We are convinced this approach is the right way to go. We don't want our farming and production methods to be forbidden, because we do it in the right way under national legislation. Our aim is to live together with nature, to protect the forest and the farmers who protect the forest. Producing efficiently, reducing our carbon footprint and industrialising our products while strengthening private biological corridors, connected to public protected areas, is the way forward. Our group of farmers promotes that those who do not comply with the legislation are denounced.

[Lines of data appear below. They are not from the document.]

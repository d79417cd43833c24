use crate::model::AttributeValueKind;
use thiserror::Error;
use variax_core_types::{RequestId, TraceId};

/// Result type alias using VariaxError
pub type Result<T> = std::result::Result<T, VariaxError>;

// ========== Error Facility ==========

/// Canonical error kind taxonomy
///
/// This taxonomy provides a stable, structured classification of all errors
/// in the VariaX engine. Each kind maps to a stable error code that can be
/// used for programmatic error handling, testing, and external API responses.
///
/// Note that `NoMatch` and `Ambiguous` selection outcomes are NOT errors:
/// they are terminal values of the selection state machine and travel as
/// `SelectionResult` variants. Only contract violations and setup
/// misconfigurations appear here.
#[derive(Debug, Clone, Copy, PartialEq, Eq)]
pub enum VxErrorKind {
    // Caller contract violations
    InvalidInput,
    /// Empty candidate list supplied to `select` (programming error,
    /// distinct from a NoMatch resolution failure)
    NoCandidates,

    // Schema misconfiguration (setup time)
    /// Same attribute name registered twice with different value kinds
    DuplicateAttribute,
    /// Precedence order references an attribute that was never registered
    UnknownAttribute,

    // Internal
    /// An invariant the engine relies on for reproducible output was broken
    DeterminismViolation,
    Serialization,
    Internal,
}

impl VxErrorKind {
    /// Get the stable error code for this kind
    pub fn code(&self) -> &'static str {
        match self {
            VxErrorKind::InvalidInput => "ERR_INVALID_INPUT",
            VxErrorKind::NoCandidates => "ERR_NO_CANDIDATES",
            VxErrorKind::DuplicateAttribute => "ERR_DUPLICATE_ATTRIBUTE",
            VxErrorKind::UnknownAttribute => "ERR_UNKNOWN_ATTRIBUTE",
            VxErrorKind::DeterminismViolation => "ERR_DETERMINISM_VIOLATION",
            VxErrorKind::Serialization => "ERR_SERIALIZATION",
            VxErrorKind::Internal => "ERR_INTERNAL",
        }
    }
}

/// Canonical structured error type
///
/// Provides a structured representation of errors with classification fields
/// for programmatic handling and rich context for debugging.
#[derive(Debug, Clone)]
pub struct VxError {
    kind: VxErrorKind,
    op: Option<String>,
    attribute: Option<String>,
    candidate_id: Option<String>,
    request_id: Option<RequestId>,
    trace_id: Option<TraceId>,
    message: String,
    candidates: Option<Vec<String>>,
}

impl VxError {
    /// Create a new error with the specified kind
    pub fn new(kind: VxErrorKind) -> Self {
        Self {
            kind,
            op: None,
            attribute: None,
            candidate_id: None,
            request_id: None,
            trace_id: None,
            message: String::new(),
            candidates: None,
        }
    }

    /// Add operation context
    pub fn with_op(mut self, op: impl Into<String>) -> Self {
        self.op = Some(op.into());
        self
    }

    /// Add attribute name context
    pub fn with_attribute(mut self, name: impl Into<String>) -> Self {
        self.attribute = Some(name.into());
        self
    }

    /// Add candidate identifier context
    pub fn with_candidate_id(mut self, id: impl Into<String>) -> Self {
        self.candidate_id = Some(id.into());
        self
    }

    /// Add request ID context
    pub fn with_request_id(mut self, request_id: RequestId) -> Self {
        self.request_id = Some(request_id);
        self
    }

    /// Add trace ID context
    pub fn with_trace_id(mut self, trace_id: TraceId) -> Self {
        self.trace_id = Some(trace_id);
        self
    }

    /// Add custom message
    pub fn with_message(mut self, message: impl Into<String>) -> Self {
        self.message = message.into();
        self
    }

    /// Add candidate ids (carried by NoCandidates/ambiguity-adjacent contexts)
    pub fn with_candidates(mut self, ids: Vec<String>) -> Self {
        self.candidates = Some(ids);
        self
    }

    /// Get the error kind
    pub fn kind(&self) -> VxErrorKind {
        self.kind
    }

    /// Get the stable error code
    pub fn code(&self) -> &'static str {
        self.kind.code()
    }

    /// Get the operation context, if any
    pub fn op(&self) -> Option<&str> {
        self.op.as_deref()
    }

    /// Get the attribute name context, if any
    pub fn attribute(&self) -> Option<&str> {
        self.attribute.as_deref()
    }

    /// Get the candidate identifier context, if any
    pub fn candidate_id(&self) -> Option<&str> {
        self.candidate_id.as_deref()
    }

    /// Get the request ID context, if any
    pub fn request_id(&self) -> Option<&RequestId> {
        self.request_id.as_ref()
    }

    /// Get the trace ID context, if any
    pub fn trace_id(&self) -> Option<&TraceId> {
        self.trace_id.as_ref()
    }

    /// Get the error message
    pub fn message(&self) -> &str {
        &self.message
    }

    /// Get candidate ids, if any
    pub fn candidates(&self) -> Option<&[String]> {
        self.candidates.as_deref()
    }
}

impl std::fmt::Display for VxError {
    fn fmt(&self, f: &mut std::fmt::Formatter<'_>) -> std::fmt::Result {
        write!(f, "[{}]", self.code())?;
        if let Some(op) = &self.op {
            write!(f, " in operation '{}'", op)?;
        }
        if !self.message.is_empty() {
            write!(f, ": {}", self.message)?;
        }
        if let Some(attribute) = &self.attribute {
            write!(f, " (attribute: {})", attribute)?;
        }
        if let Some(candidate_id) = &self.candidate_id {
            write!(f, " (candidate_id: {})", candidate_id)?;
        }
        Ok(())
    }
}

impl std::error::Error for VxError {}

// ========== End Error Facility ==========

/// Domain error taxonomy for VariaX operations
///
/// These are the failures a caller can hit before a selection has an
/// outcome: contract violations and schema misconfiguration. Resolution
/// outcomes (`NoMatch`, `Ambiguous`) live in `SelectionResult`.
#[derive(Error, Debug, Clone, PartialEq)]
pub enum VariaxError {
    /// Empty candidate list supplied (caller contract violation)
    #[error("No candidates supplied to {op}: candidate list must be non-empty")]
    NoCandidates { op: String },

    /// Attribute registered twice with conflicting value kinds
    #[error("Attribute '{name}' already registered with kind {existing_kind}, cannot re-register with kind {requested_kind}")]
    DuplicateAttribute {
        name: String,
        existing_kind: AttributeValueKind,
        requested_kind: AttributeValueKind,
    },

    /// Precedence order references an unregistered attribute
    #[error("Unknown attribute in precedence order: {name}")]
    UnknownAttribute { name: String },

    /// Serialization error (JSON encoding/decoding)
    #[error("Serialization error: {message}")]
    Serialization { message: String },

    /// Generic internal error
    #[error("Internal error: {message}")]
    Internal { message: String },
}

/// Conversion from VariaxError to the canonical facility
impl From<VariaxError> for VxError {
    fn from(err: VariaxError) -> Self {
        match err {
            VariaxError::NoCandidates { op } => VxError::new(VxErrorKind::NoCandidates)
                .with_op(op)
                .with_message("candidate list must be non-empty"),

            VariaxError::DuplicateAttribute {
                name,
                existing_kind,
                requested_kind,
            } => VxError::new(VxErrorKind::DuplicateAttribute)
                .with_attribute(name)
                .with_op("register_attribute")
                .with_message(format!(
                    "already registered with kind {}, now {}",
                    existing_kind, requested_kind
                )),

            VariaxError::UnknownAttribute { name } => {
                VxError::new(VxErrorKind::UnknownAttribute)
                    .with_attribute(name)
                    .with_message("precedence order names an unregistered attribute")
            }

            VariaxError::Serialization { message } => {
                VxError::new(VxErrorKind::Serialization).with_message(message)
            }

            VariaxError::Internal { message } => {
                VxError::new(VxErrorKind::Internal).with_message(message)
            }
        }
    }
}

/// Conversion from serde_json::Error to VariaxError
impl From<serde_json::Error> for VariaxError {
    fn from(err: serde_json::Error) -> Self {
        VariaxError::Serialization {
            message: err.to_string(),
        }
    }
}

#[cfg(test)]
mod tests {
    use super::*;

    #[test]
    fn test_error_kind_codes() {
        let cases = [
            (VxErrorKind::InvalidInput, "ERR_INVALID_INPUT"),
            (VxErrorKind::NoCandidates, "ERR_NO_CANDIDATES"),
            (VxErrorKind::DuplicateAttribute, "ERR_DUPLICATE_ATTRIBUTE"),
            (VxErrorKind::UnknownAttribute, "ERR_UNKNOWN_ATTRIBUTE"),
            (
                VxErrorKind::DeterminismViolation,
                "ERR_DETERMINISM_VIOLATION",
            ),
        ];
        for (kind, expected_code) in cases {
            assert_eq!(kind.code(), expected_code, "Wrong code for {:?}", kind);
        }
    }

    #[test]
    fn test_vx_error_carries_builder_context() {
        let err = VxError::new(VxErrorKind::DuplicateAttribute)
            .with_op("register_attribute")
            .with_attribute("color")
            .with_message("already registered");

        assert_eq!(err.kind(), VxErrorKind::DuplicateAttribute);
        assert_eq!(err.op(), Some("register_attribute"));
        assert_eq!(err.attribute(), Some("color"));
        assert_eq!(err.message(), "already registered");
    }

    #[test]
    fn test_vx_error_candidates_field() {
        let err = VxError::new(VxErrorKind::NoCandidates)
            .with_candidates(vec!["v:a".into(), "v:b".into()]);
        let candidates = err.candidates().expect("candidates should be Some");
        assert_eq!(candidates, &["v:a".to_string(), "v:b".to_string()]);
    }

    #[test]
    fn test_vx_error_candidates_none_by_default() {
        let err = VxError::new(VxErrorKind::InvalidInput);
        assert!(err.candidates().is_none());
    }

    #[test]
    fn test_display_includes_code_op_and_context() {
        let err = VxError::new(VxErrorKind::NoCandidates)
            .with_op("select")
            .with_message("candidate list must be non-empty");
        let s = err.to_string();
        assert!(s.contains("ERR_NO_CANDIDATES"));
        assert!(s.contains("'select'"));
        assert!(s.contains("non-empty"));
    }

    #[test]
    fn test_domain_error_conversion_maps_kinds() {
        let err: VxError = VariaxError::NoCandidates {
            op: "select".to_string(),
        }
        .into();
        assert_eq!(err.kind(), VxErrorKind::NoCandidates);
        assert_eq!(err.op(), Some("select"));

        let err: VxError = VariaxError::DuplicateAttribute {
            name: "level".to_string(),
            existing_kind: AttributeValueKind::Token,
            requested_kind: AttributeValueKind::Ordinal,
        }
        .into();
        assert_eq!(err.kind(), VxErrorKind::DuplicateAttribute);
        assert_eq!(err.attribute(), Some("level"));
    }
}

As an association, we have been working with civil organisations such as Guyra Paraguay, WCS and WWF for several years, and even with the Ministry of the Environment.
© Karina Mansilla
Help nature recover
We care about Defensores del Chaco, the biggest national park in the country. Therefore, we participated in the elaboration of the Management Plan, reconstructed a house in the park and hired a park ranger. We want to do the same with Cerro Chovoreca Natural Monument, which was severely affected by the fires. In fact, we already started with a reforestation plan. For instance, we are working on a nursery of native species, with the idea to disperse seeds with clay pumps to make sure the forest can recover quickly. We will provide a place for park rangers and a well for water, for a research centre within the protected area. Our plan is to build more wells for the future in the frontier limit, to avoid fires getting into Paraguay again. We do not sit with our arms down: we want to assist nature with its recovery.”